* _ACTIVITY_
Scan the material below for the word "extension", then copy every line in which it appears.

* _PROVIDED RECORDS_
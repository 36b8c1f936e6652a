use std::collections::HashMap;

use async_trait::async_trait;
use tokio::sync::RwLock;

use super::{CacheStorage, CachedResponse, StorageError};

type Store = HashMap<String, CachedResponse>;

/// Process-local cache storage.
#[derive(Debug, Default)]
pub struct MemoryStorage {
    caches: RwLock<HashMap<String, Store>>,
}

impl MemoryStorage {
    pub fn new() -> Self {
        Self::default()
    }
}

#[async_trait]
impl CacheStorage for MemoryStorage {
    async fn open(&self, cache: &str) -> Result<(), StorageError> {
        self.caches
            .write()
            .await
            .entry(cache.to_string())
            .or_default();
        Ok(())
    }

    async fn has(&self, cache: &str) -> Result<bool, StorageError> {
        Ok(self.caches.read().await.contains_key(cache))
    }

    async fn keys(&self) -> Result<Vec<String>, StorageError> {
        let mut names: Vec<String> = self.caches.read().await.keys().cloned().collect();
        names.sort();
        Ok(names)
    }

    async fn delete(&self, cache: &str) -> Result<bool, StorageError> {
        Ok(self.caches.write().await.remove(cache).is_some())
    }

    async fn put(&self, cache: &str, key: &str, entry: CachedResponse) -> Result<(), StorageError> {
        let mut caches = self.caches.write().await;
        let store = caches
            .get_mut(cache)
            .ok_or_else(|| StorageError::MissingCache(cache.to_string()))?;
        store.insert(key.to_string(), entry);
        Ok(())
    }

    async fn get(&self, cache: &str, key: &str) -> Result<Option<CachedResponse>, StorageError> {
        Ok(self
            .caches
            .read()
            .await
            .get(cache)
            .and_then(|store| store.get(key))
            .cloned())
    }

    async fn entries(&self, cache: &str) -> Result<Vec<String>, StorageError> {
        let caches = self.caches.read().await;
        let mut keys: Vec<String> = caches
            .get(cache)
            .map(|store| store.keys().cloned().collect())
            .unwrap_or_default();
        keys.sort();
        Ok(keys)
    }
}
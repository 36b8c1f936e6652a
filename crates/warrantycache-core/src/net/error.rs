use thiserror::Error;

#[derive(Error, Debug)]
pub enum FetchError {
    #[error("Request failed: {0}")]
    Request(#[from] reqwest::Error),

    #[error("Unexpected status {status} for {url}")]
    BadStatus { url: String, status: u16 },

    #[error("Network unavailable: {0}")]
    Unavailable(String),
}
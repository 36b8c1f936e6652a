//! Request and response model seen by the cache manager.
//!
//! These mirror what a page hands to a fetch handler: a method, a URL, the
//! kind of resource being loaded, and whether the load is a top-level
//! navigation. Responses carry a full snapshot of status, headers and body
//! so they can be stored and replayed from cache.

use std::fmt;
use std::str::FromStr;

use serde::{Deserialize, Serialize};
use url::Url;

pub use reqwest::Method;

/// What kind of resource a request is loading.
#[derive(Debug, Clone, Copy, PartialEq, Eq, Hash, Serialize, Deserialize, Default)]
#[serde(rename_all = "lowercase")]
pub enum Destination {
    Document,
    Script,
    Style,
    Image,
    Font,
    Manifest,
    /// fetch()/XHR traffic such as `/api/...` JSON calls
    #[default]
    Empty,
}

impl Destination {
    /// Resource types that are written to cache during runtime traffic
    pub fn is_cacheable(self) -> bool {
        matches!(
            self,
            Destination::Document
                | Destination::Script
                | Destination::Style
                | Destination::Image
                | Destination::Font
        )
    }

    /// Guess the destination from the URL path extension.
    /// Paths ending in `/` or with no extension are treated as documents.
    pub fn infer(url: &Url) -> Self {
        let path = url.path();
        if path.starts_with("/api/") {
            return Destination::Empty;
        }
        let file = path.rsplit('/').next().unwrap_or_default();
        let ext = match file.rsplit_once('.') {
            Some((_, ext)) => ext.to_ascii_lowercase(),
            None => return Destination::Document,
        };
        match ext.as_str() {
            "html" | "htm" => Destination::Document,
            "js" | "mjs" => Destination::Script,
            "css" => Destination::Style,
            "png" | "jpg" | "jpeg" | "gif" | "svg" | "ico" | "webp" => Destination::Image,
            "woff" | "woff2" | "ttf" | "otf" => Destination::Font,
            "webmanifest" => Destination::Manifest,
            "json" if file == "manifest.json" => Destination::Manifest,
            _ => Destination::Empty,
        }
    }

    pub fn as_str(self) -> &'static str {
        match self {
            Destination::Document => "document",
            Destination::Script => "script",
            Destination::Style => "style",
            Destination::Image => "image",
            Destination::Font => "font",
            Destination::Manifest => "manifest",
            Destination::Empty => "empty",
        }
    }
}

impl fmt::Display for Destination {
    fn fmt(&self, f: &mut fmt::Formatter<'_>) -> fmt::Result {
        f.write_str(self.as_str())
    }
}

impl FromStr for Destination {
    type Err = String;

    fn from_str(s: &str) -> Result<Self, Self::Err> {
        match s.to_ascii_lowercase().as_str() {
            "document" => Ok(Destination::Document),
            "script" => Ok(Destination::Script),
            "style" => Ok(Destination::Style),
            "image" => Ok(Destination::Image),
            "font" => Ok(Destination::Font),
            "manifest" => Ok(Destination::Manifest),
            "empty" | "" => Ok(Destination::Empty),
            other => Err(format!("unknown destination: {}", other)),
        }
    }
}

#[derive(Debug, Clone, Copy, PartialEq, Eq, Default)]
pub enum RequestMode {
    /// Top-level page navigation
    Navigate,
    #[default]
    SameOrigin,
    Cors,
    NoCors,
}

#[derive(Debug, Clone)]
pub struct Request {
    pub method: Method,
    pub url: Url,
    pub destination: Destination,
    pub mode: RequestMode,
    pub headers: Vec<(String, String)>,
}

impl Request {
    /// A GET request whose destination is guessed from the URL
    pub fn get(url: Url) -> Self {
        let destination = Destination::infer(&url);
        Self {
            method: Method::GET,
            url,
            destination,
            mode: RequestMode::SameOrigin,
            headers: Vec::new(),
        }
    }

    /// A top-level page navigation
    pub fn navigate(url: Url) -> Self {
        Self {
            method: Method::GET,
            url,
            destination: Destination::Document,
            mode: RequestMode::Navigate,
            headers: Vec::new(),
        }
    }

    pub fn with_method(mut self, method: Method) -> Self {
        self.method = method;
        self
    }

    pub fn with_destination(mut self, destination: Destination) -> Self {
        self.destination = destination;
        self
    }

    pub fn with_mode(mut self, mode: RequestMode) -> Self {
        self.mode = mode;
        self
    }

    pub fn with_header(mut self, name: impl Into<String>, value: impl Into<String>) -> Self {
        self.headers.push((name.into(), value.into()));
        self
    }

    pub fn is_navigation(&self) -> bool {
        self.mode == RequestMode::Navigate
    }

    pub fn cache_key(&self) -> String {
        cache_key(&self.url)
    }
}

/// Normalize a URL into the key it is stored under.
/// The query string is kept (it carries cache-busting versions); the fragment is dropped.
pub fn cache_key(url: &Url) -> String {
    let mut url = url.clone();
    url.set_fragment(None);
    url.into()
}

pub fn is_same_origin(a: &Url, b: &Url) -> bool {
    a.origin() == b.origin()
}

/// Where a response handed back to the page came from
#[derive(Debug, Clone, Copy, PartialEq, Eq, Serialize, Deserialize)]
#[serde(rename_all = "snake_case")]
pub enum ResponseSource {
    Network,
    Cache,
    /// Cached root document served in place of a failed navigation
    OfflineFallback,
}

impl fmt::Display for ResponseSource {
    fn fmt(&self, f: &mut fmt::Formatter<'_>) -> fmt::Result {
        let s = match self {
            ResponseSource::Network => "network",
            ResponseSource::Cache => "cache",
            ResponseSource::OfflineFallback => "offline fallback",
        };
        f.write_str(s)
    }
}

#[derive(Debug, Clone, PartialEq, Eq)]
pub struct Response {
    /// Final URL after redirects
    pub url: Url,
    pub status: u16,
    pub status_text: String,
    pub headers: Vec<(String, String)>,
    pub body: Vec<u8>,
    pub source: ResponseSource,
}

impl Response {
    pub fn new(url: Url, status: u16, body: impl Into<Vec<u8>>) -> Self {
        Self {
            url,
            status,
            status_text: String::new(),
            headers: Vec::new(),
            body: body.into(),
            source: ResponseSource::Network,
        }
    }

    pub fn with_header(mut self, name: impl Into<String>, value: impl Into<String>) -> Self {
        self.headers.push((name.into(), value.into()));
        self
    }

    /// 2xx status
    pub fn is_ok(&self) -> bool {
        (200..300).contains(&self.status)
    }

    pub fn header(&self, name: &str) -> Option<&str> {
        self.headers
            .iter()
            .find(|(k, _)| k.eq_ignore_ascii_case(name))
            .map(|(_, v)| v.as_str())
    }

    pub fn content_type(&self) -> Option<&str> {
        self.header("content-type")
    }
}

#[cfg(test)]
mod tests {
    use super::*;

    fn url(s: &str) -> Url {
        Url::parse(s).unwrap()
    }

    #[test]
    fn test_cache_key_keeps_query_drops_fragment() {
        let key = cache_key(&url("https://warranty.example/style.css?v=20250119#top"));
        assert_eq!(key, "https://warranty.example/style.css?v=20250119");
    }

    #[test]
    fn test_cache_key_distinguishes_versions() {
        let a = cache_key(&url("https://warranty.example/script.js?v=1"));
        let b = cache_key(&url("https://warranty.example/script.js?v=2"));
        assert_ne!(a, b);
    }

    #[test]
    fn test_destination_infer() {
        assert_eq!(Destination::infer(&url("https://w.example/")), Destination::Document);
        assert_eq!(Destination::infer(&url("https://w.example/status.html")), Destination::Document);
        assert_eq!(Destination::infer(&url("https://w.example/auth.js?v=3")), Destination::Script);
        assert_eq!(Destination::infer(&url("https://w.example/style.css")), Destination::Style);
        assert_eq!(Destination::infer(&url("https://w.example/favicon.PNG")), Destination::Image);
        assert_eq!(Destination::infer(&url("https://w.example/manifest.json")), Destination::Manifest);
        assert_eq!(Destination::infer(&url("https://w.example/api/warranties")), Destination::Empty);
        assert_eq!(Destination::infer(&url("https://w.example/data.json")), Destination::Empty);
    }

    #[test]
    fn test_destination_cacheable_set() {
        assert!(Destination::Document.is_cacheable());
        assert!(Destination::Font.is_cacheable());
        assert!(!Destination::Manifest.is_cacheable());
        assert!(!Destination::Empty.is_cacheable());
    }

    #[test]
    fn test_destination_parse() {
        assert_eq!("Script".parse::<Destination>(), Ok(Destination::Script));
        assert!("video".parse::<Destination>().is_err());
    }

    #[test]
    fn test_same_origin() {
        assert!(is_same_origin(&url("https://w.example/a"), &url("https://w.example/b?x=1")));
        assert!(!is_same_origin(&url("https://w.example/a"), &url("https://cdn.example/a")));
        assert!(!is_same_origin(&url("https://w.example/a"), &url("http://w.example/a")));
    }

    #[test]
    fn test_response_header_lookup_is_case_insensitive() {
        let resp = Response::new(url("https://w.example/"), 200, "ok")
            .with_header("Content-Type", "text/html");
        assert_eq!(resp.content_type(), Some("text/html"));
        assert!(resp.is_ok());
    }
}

* _SOLUTION BELOW_
    /// Guess the destination from the URL path extension.
    /// Paths ending in `/` or with no extension are treated as documents.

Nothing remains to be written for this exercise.